** Opening GIVEN RECORDS block **

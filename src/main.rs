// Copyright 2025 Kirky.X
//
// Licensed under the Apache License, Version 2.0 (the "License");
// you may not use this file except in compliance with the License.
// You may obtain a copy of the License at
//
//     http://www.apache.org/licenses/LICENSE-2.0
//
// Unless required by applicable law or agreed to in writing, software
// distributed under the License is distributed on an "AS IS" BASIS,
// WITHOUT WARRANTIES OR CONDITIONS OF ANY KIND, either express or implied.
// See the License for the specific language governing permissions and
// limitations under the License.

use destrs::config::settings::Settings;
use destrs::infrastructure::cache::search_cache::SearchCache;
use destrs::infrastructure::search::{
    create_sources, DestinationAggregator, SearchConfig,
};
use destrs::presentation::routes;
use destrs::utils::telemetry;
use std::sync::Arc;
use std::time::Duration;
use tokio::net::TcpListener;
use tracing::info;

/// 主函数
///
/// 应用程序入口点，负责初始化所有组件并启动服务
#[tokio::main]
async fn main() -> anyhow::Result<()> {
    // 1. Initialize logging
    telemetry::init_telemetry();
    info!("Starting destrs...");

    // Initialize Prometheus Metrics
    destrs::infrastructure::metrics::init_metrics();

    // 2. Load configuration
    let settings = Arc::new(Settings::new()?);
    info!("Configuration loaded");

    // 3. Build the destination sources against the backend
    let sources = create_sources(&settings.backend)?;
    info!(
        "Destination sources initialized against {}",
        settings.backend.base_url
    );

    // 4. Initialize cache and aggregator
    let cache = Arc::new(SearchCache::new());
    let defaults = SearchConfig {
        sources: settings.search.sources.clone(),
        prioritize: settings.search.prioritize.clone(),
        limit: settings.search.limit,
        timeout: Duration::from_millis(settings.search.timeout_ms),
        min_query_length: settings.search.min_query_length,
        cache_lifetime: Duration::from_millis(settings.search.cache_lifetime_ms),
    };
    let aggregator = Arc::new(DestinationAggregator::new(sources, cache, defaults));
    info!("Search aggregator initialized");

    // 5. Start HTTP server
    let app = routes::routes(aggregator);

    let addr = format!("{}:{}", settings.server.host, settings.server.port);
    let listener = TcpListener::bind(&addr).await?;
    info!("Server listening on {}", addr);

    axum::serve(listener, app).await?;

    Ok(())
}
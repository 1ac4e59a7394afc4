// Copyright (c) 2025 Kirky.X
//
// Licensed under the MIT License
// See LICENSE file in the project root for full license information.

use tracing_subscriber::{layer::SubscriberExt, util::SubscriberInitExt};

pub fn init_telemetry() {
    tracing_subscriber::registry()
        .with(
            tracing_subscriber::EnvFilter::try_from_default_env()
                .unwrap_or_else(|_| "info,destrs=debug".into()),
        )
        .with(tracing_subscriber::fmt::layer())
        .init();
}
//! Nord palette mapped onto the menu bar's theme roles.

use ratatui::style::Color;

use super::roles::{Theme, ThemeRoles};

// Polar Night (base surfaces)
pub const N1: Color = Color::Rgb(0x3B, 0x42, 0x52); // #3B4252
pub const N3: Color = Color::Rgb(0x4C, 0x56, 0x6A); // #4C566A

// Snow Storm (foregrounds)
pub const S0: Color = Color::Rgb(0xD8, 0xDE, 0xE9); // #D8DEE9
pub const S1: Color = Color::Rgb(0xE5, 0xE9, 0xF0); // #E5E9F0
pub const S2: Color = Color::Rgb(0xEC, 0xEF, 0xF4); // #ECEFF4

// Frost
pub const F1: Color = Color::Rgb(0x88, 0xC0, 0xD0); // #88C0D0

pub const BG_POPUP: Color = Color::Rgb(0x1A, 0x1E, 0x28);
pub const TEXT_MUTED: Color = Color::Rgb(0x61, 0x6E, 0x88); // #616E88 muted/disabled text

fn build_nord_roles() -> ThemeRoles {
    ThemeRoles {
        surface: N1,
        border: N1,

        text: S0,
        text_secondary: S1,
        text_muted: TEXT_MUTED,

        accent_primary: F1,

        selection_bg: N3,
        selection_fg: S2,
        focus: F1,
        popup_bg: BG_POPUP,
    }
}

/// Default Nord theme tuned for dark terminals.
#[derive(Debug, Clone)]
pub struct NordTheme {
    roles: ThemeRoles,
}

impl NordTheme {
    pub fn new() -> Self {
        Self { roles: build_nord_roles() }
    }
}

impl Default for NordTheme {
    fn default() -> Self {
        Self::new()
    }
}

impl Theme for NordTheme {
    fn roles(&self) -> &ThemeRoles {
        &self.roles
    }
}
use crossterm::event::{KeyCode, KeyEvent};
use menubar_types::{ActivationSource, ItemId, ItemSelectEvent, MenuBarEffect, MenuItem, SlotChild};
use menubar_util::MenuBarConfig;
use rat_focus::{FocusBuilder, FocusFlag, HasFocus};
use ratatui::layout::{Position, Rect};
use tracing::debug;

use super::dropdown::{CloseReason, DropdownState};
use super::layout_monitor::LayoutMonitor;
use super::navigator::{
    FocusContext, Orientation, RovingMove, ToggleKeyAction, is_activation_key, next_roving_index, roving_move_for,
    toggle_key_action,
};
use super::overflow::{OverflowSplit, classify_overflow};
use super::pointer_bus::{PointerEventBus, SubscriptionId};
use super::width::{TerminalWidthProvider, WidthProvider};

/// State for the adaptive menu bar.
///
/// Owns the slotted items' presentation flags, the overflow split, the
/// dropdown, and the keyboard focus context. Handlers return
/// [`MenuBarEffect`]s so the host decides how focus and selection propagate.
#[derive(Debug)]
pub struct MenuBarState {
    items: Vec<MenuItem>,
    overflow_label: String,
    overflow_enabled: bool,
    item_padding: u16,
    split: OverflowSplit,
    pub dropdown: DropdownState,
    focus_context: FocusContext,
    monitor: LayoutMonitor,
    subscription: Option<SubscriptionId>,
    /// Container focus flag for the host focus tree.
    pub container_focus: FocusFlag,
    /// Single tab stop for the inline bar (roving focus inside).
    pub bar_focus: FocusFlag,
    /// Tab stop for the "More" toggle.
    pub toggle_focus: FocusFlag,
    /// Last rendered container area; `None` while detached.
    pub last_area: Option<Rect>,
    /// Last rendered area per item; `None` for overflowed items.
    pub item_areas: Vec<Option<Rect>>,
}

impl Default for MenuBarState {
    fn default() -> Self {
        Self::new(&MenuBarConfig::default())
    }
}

** Closing GIVEN RECORDS block **
** Opening GIVEN RECORDS block **

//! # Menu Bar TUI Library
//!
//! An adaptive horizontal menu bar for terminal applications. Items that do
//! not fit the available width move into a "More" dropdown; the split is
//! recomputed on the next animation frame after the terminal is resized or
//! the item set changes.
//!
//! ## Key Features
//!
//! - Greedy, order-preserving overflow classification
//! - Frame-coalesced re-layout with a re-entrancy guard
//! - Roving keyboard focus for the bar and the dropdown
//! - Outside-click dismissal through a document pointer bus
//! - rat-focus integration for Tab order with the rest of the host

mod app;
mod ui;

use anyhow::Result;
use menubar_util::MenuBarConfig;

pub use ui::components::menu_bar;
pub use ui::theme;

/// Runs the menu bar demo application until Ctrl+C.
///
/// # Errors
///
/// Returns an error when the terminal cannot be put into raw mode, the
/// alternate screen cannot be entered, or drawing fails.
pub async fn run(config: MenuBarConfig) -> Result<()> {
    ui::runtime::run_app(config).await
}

** Closing GIVEN RECORDS block **

→ ASSIGNED TASK: Leave out every line above except those from the line with "bar's theme roles." up to and including the line with "pub const BG_POPUP: Color", and copy those exactly.

→ SOLUTION FOR THIS TASK:
//! Nord palette mapped onto the menu bar's theme roles.

use ratatui::style::Color;

use super::roles::{Theme, ThemeRoles};

// Polar Night (base surfaces)
pub const N1: Color = Color::Rgb(0x3B, 0x42, 0x52); // #3B4252
pub const N3: Color = Color::Rgb(0x4C, 0x56, 0x6A); // #4C566A

// Snow Storm (foregrounds)
pub const S0: Color = Color::Rgb(0xD8, 0xDE, 0xE9); // #D8DEE9
pub const S1: Color = Color::Rgb(0xE5, 0xE9, 0xF0); // #E5E9F0
pub const S2: Color = Color::Rgb(0xEC, 0xEF, 0xF4); // #ECEFF4

// Frost
pub const F1: Color = Color::Rgb(0x88, 0xC0, 0xD0); // #88C0D0

pub const BG_POPUP: Color = Color::Rgb(0x1A, 0x1E, 0x28);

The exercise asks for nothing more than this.